The Wild Olive eBook

Basil King
This eBook from the Gutenberg Project consists of approximately 377 pages of information about The Wild Olive.

The Wild Olive eBook

Basil King
This eBook from the Gutenberg Project consists of approximately 377 pages of information about The Wild Olive.

XXII

A few days later she read his name, in a morning paper, in the Asiatic’s list of passengers the steamer having arrived at quarantine the night before:  Mr. John Norrie Ford.  Though flung carelessly into a paragraph printed in small type, it seemed to blaze in fire on the page!  It was as if all America must rise at it.  As she looked from the window it was with something like surprise that she saw the stream of traffic roaring onward, heedless of the fact that this dread name was being hawked in the streets and sold at the news-stands.  She sent out for the evening papers that appear at midday, being relieved and astonished to find that as yet it had created no sensation.

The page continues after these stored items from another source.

//! Stimulus sequences and their generation.
//!
//! A round presents one `Sequence` per active modality. The generator
//! places a controlled number of n-back matches: a target count of
//! positions is forced to repeat the value n steps earlier, and the rest
//! are drawn uniformly from the alphabet.
//!
//! ## Match Density
//!
//! For `generate(length, alphabet_size, match_percentage, n)` the target
//! match count is `round(length * match_percentage / 100)`, clamped to
//! `length - n` since only positions at index `>= n` can match. Forced
//! positions always match; unforced positions at index `>= n` may still
//! collide with their n-back value by chance, so the realized count is
//! near the target but only its lower bound is exact. One resample on an
//! accidental collision keeps the overshoot small without biasing the
//! alphabet.

use smallvec::SmallVec;
use thiserror::Error;

use super::rng::GameRng;

/// Inline capacity covers the default round length with headroom.
type Values = SmallVec<[u32; 32]>;

/// Invalid input to [`SequenceGenerator::generate`].
#[derive(Clone, Debug, Error, PartialEq, Eq)]
pub enum GenerateError {
    /// A precondition on the generation parameters was violated.
    #[error("invalid argument: {0}")]
    InvalidArgument(&'static str),
}

/// An immutable ordered list of stimulus values for one modality.
///
/// Values lie in `[0, alphabet_size)` for the alphabet the sequence was
/// generated over. Owned by the engine for the duration of a round.
#[derive(Clone, Debug, PartialEq, Eq)]
pub struct Sequence {
    values: Values,
}

impl Sequence {
    /// Number of stimuli in the sequence.
    #[must_use]
    pub fn len(&self) -> usize {
        self.values.len()
    }

    /// Is the sequence empty?
    #[must_use]
    pub fn is_empty(&self) -> bool {
        self.values.is_empty()
    }

    /// The stimulus value at `index`, if in range.
    #[must_use]
    pub fn get(&self, index: usize) -> Option<u32> {
        self.values.get(index).copied()
    }

    /// The values as a slice.
    #[must_use]
    pub fn as_slice(&self) -> &[u32] {
        &self.values
    }

    /// Does the value at `index` repeat the value `n` steps earlier?
    ///
    /// Always false for `index < n`.
    #[must_use]
    pub fn is_match_at(&self, index: usize, n: usize) -> bool {
        index >= n
            && index < self.values.len()
            && self.values[index] == self.values[index - n]
    }

    /// Count of positions that repeat the value `n` steps earlier.
    #[must_use]
    pub fn match_count(&self, n: usize) -> usize {
        (0..self.values.len())
            .filter(|&i| self.is_match_at(i, n))
            .count()
    }
}

impl From<Vec<u32>> for Sequence {
    fn from(values: Vec<u32>) -> Self {
        Self {
            values: Values::from_vec(values),
        }
    }
}

/// Builds stimulus sequences with a controlled n-back match density.
#[derive(Clone, Debug)]
pub struct SequenceGenerator {
    rng: GameRng,
}

impl SequenceGenerator {
    /// Create a generator seeded from OS entropy.
    #[must_use]
    pub fn new() -> Self {
        Self {
            rng: GameRng::from_entropy(),
        }
    }

    /// Create a deterministic generator from a seed.
    #[must_use]
    pub fn with_seed(seed: u64) -> Self {
        Self::from_rng(GameRng::new(seed))
    }

    /// Create a generator over an existing RNG stream.
    #[must_use]
    pub fn from_rng(rng: GameRng) -> Self {
        Self { rng }
    }

    /// Generate a sequence of `length` values in `[0, alphabet_size)` with
    /// roughly `match_percentage` percent of positions matching their
    /// value `n` steps earlier.
    ///
    /// ## Errors
    ///
    /// `InvalidArgument` when `length` or `alphabet_size` is 0, `n` is 0,
    /// or `match_percentage` exceeds 100.
    ///
    /// ## Degenerate depth
    ///
    /// `n >= length` is accepted: no position can structurally match, so
    /// the target match count is zero and the sequence is fully random.
    pub fn generate(
        &mut self,
        length: usize,
        alphabet_size: u32,
        match_percentage: u32,
        n: usize,
    ) -> Result<Sequence, GenerateError> {
        if length == 0 {
            return Err(GenerateError::InvalidArgument("length must be positive"));
        }
        if alphabet_size == 0 {
            return Err(GenerateError::InvalidArgument(
                "alphabet size must be positive",
            ));
        }
        if n == 0 {
            return Err(GenerateError::InvalidArgument("n must be at least 1"));
        }
        if match_percentage > 100 {
            return Err(GenerateError::InvalidArgument(
                "match percentage must be at most 100",
            ));
        }

        // Only positions at index >= n can match at all.
        let max_matches = length.saturating_sub(n);
        let target = (length as u64 * u64::from(match_percentage) + 50) / 100;
        let target = (target as usize).min(max_matches);

        // Pick the forced-match positions uniformly without replacement.
        let mut candidates: Vec<usize> = (n..length).collect();
        self.rng.shuffle(&mut candidates);
        let mut forced = vec![false; length];
        for &index in &candidates[..target] {
            forced[index] = true;
        }

        let mut values = Values::with_capacity(length);
        for index in 0..length {
            if forced[index] {
                let earlier = values[index - n];
                values.push(earlier);
            } else {
                let mut value = self.rng.gen_range_u32(0..alphabet_size);
                if alphabet_size > 1 && index >= n && value == values[index - n] {
                    // One resample on an accidental match keeps the
                    // realized count near the target.
                    value = self.rng.gen_range_u32(0..alphabet_size);
                }
                values.push(value);
            }
        }

        Ok(Sequence { values })
    }
}

impl Default for SequenceGenerator {
    fn default() -> Self {
        Self::new()
    }
}

#[cfg(test)]
mod tests {
    use super::*;
    use proptest::prelude::*;

    #[test]
    fn test_rejects_invalid_arguments() {
        let mut generator = SequenceGenerator::with_seed(1);

        assert!(matches!(
            generator.generate(0, 9, 30, 2),
            Err(GenerateError::InvalidArgument(_))
        ));
        assert!(matches!(
            generator.generate(10, 0, 30, 2),
            Err(GenerateError::InvalidArgument(_))
        ));
        assert!(matches!(
            generator.generate(10, 9, 30, 0),
            Err(GenerateError::InvalidArgument(_))
        ));
        assert!(matches!(
            generator.generate(10, 9, 101, 2),
            Err(GenerateError::InvalidArgument(_))
        ));
    }

    #[test]
    fn test_length_and_alphabet_bounds() {
        let mut generator = SequenceGenerator::with_seed(42);
        let sequence = generator.generate(10, 9, 30, 2).unwrap();

        assert_eq!(sequence.len(), 10);
        assert!(sequence.as_slice().iter().all(|&v| v < 9));
    }

    #[test]
    fn test_forced_matches_are_lower_bound() {
        // round(20 * 30 / 100) = 6 forced matches, more only by chance.
        let mut generator = SequenceGenerator::with_seed(7);
        for _ in 0..50 {
            let sequence = generator.generate(20, 9, 30, 2).unwrap();
            assert!(sequence.match_count(2) >= 6);
            assert!(sequence.match_count(2) <= 18);
        }
    }

    #[test]
    fn test_full_density_matches_everywhere_possible() {
        let mut generator = SequenceGenerator::with_seed(3);
        let sequence = generator.generate(12, 9, 100, 3).unwrap();
        assert_eq!(sequence.match_count(3), 9);
    }

    #[test]
    fn test_unit_alphabet_matches_everywhere() {
        let mut generator = SequenceGenerator::with_seed(5);
        let sequence = generator.generate(8, 1, 0, 2).unwrap();

        assert!(sequence.as_slice().iter().all(|&v| v == 0));
        assert_eq!(sequence.match_count(2), 6);
    }

    #[test]
    fn test_degenerate_depth_is_fully_random() {
        let mut generator = SequenceGenerator::with_seed(11);
        let sequence = generator.generate(5, 9, 30, 5).unwrap();

        assert_eq!(sequence.len(), 5);
        // No position can match at depth 5 in a 5-long sequence.
        assert_eq!(sequence.match_count(5), 0);
    }

    #[test]
    fn test_seed_determinism() {
        let mut generator1 = SequenceGenerator::with_seed(99);
        let mut generator2 = SequenceGenerator::with_seed(99);

        let a = generator1.generate(30, 16, 30, 2).unwrap();
        let b = generator2.generate(30, 16, 30, 2).unwrap();
        assert_eq!(a, b);
    }

    #[test]
    fn test_match_count_worked_example() {
        let sequence = Sequence::from(vec![1, 2, 1, 2, 1, 2, 1, 2, 1, 9]);

        assert_eq!(sequence.match_count(2), 7);
        for index in 2..=8 {
            assert!(sequence.is_match_at(index, 2));
        }
        assert!(!sequence.is_match_at(9, 2));
        assert!(!sequence.is_match_at(0, 2));
        assert!(!sequence.is_match_at(1, 2));
    }

    proptest! {
        #[test]
        fn prop_length_and_bounds(
            length in 1usize..64,
            alphabet in 1u32..32,
            percentage in 0u32..=100,
            n in 1usize..8,
            seed in any::<u64>(),
        ) {
            let mut generator = SequenceGenerator::with_seed(seed);
            let sequence = generator.generate(length, alphabet, percentage, n).unwrap();

            prop_assert_eq!(sequence.len(), length);
            prop_assert!(sequence.as_slice().iter().all(|&v| v < alphabet));
        }

        #[test]
        fn prop_realized_matches_bracket_target(
            length in 2usize..64,
            alphabet in 2u32..32,
            percentage in 0u32..=100,
            n in 1usize..8,
            seed in any::<u64>(),
        ) {
            let mut generator = SequenceGenerator::with_seed(seed);
            let sequence = generator.generate(length, alphabet, percentage, n).unwrap();

            let max_matches = length.saturating_sub(n);
            let target = ((length as u64 * u64::from(percentage) + 50) / 100) as usize;
            let target = target.min(max_matches);

            let realized = sequence.match_count(n);
            prop_assert!(realized >= target);
            prop_assert!(realized <= max_matches);
        }
    }
}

She was not deceived by his ease of manner when he appeared at the apartment in the afternoon.  Though he carried his head loftily, and smiled with his habitual air of confidence, she could see that the deep waters of the proud had gone over his soul.  Their ebb had streaked his hair and beard with white, and deepened the wrinkles that meant concentrated will into the furrows that come of suffering.  She was more or less prepared for that.  It was the outward manifestation of what she had read between the lines of the letters he had written her.  As he crossed the room, with hand outstretched, her one conscious thought was of the chance to be a woman and a helpmeet Evie had flung away.  She had noticed how, on the very threshold, he had glanced twice about the room, expecting to find her there.

They did not speak of her at once.  They talked of commonplace introductory things—­the voyage, the arrival, the hotel at which he was staying—­anything that would help her, and perhaps him, to control the preliminary nervousness.  There was no sign of it, however, on his part, while she felt her own spirit rising, as it always did, to meet emergencies.  Presently she mentioned her fears regarding his use of his true name.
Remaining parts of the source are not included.